# [About this exercise]
Report how many lines in the records below contain the word "Value". Nothing else belongs in the answer.
(Provided records)
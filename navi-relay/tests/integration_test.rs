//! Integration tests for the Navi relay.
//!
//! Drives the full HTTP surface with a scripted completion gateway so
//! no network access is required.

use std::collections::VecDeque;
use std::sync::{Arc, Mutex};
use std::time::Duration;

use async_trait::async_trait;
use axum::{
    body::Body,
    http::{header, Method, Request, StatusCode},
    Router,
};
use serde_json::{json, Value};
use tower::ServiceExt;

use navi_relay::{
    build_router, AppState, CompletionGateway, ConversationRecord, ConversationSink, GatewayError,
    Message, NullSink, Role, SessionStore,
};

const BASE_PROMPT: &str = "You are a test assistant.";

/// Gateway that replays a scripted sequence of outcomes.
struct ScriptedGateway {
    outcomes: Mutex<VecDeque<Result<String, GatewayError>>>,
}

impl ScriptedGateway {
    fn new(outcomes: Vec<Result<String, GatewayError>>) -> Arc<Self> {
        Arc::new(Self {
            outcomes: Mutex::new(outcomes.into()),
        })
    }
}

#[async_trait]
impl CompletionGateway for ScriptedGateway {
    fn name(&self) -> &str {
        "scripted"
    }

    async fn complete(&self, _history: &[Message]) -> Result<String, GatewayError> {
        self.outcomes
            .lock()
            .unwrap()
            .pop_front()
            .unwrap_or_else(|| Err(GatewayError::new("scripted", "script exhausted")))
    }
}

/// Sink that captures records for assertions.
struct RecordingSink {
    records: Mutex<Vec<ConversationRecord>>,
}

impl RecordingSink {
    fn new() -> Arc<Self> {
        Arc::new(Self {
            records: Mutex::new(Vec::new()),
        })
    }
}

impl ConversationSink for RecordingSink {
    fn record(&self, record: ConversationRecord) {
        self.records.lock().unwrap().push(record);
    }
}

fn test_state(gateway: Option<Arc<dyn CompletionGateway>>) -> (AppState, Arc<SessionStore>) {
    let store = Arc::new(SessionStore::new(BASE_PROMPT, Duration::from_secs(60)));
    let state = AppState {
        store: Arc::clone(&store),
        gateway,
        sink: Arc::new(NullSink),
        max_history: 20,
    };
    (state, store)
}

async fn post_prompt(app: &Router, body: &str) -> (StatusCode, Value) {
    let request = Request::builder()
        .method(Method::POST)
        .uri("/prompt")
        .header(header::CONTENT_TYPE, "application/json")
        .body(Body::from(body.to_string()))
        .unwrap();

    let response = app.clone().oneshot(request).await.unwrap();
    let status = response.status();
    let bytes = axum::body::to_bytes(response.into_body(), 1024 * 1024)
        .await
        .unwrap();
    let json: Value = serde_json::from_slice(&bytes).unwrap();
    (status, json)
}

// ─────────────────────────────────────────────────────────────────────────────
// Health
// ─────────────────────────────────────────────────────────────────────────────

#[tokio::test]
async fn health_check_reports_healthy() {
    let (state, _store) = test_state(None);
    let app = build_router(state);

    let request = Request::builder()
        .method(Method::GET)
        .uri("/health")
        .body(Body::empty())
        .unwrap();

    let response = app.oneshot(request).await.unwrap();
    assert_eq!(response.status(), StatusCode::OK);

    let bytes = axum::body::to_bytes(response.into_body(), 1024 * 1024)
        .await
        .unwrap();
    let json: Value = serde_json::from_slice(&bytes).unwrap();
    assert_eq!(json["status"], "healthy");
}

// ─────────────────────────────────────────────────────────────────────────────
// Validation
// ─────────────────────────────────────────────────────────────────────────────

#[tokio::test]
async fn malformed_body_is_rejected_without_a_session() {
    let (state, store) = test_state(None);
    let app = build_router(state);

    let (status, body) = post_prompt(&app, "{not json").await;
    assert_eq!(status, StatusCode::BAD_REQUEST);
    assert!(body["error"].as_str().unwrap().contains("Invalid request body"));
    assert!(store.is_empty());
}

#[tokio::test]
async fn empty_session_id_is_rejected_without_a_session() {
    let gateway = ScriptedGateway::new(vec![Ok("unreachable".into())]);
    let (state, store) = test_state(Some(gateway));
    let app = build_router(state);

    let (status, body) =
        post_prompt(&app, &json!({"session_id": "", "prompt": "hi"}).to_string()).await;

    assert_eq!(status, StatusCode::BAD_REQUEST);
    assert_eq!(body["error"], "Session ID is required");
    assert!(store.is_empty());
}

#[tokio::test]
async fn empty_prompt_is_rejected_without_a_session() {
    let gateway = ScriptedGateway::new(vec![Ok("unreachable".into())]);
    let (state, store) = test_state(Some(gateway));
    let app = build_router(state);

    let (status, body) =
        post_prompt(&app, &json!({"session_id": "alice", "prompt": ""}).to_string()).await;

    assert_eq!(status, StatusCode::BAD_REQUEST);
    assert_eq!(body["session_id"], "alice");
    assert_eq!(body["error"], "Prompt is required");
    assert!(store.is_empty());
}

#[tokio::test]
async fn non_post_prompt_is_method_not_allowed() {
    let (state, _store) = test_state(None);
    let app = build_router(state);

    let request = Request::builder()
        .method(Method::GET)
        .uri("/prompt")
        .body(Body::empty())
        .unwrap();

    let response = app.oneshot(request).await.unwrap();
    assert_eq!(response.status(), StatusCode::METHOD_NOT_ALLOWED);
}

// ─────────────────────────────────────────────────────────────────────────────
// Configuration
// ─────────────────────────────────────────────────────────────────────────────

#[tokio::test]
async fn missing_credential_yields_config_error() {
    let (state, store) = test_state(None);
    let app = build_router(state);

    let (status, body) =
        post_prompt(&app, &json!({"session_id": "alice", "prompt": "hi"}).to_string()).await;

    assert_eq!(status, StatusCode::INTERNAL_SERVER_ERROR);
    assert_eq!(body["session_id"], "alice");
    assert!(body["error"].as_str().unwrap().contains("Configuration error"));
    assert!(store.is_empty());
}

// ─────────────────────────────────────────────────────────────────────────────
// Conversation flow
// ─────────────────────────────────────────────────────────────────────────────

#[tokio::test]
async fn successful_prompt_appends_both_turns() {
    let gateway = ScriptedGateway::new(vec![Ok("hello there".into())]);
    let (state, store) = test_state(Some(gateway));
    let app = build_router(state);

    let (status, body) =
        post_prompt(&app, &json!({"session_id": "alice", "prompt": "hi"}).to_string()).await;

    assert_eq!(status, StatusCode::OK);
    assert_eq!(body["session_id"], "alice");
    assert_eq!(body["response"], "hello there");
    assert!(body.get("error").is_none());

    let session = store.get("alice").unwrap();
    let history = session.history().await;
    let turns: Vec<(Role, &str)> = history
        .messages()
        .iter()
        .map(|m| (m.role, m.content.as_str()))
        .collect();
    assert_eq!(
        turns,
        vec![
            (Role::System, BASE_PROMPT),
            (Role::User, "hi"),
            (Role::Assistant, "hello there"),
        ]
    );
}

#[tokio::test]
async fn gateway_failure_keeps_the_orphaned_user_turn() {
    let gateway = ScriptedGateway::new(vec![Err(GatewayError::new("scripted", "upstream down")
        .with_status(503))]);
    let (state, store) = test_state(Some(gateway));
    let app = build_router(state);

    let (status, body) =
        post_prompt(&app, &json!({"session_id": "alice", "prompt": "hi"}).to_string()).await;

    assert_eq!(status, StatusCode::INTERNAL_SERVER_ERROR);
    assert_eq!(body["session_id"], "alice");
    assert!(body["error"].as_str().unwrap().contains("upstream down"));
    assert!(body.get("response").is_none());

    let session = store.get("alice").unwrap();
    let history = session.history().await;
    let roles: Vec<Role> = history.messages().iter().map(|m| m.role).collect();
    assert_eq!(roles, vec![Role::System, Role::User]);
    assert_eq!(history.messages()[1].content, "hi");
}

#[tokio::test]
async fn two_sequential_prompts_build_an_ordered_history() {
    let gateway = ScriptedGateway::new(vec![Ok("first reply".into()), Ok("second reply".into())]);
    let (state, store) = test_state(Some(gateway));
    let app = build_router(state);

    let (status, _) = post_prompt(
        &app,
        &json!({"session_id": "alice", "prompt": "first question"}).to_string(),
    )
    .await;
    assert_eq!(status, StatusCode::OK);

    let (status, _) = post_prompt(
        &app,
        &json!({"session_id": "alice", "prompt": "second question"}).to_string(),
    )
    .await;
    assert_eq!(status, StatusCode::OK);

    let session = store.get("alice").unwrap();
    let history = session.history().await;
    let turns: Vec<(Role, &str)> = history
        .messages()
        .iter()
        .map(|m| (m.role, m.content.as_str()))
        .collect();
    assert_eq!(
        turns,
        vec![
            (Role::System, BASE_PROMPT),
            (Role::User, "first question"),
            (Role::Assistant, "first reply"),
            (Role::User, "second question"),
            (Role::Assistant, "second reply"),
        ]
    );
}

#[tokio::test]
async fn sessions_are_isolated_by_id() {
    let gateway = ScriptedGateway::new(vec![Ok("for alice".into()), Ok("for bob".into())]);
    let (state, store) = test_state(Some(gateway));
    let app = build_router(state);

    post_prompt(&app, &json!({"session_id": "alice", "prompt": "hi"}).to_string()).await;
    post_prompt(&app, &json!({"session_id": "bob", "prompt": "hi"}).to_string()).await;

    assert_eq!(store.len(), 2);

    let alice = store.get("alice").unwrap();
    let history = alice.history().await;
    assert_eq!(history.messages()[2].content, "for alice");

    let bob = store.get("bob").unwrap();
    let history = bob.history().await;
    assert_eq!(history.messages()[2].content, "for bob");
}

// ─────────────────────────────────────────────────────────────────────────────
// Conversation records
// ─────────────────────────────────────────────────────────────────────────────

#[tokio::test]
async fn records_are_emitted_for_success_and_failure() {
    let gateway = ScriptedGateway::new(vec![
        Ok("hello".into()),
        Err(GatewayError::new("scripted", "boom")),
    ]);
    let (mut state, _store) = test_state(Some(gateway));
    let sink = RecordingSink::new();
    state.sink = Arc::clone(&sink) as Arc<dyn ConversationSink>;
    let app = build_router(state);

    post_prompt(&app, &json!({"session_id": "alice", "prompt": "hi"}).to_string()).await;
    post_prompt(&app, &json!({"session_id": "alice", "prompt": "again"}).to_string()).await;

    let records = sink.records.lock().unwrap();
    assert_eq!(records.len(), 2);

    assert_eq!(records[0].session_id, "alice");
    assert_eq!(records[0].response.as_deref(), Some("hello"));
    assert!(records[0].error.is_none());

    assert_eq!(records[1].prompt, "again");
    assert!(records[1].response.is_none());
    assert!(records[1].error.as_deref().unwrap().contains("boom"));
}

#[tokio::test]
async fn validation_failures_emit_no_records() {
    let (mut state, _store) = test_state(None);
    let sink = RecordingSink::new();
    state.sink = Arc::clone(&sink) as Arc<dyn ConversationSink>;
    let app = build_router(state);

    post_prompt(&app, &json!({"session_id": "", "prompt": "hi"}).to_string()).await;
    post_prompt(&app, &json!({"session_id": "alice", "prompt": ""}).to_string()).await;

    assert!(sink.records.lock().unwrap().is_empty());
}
(End Provided records)
# [Expected output]
4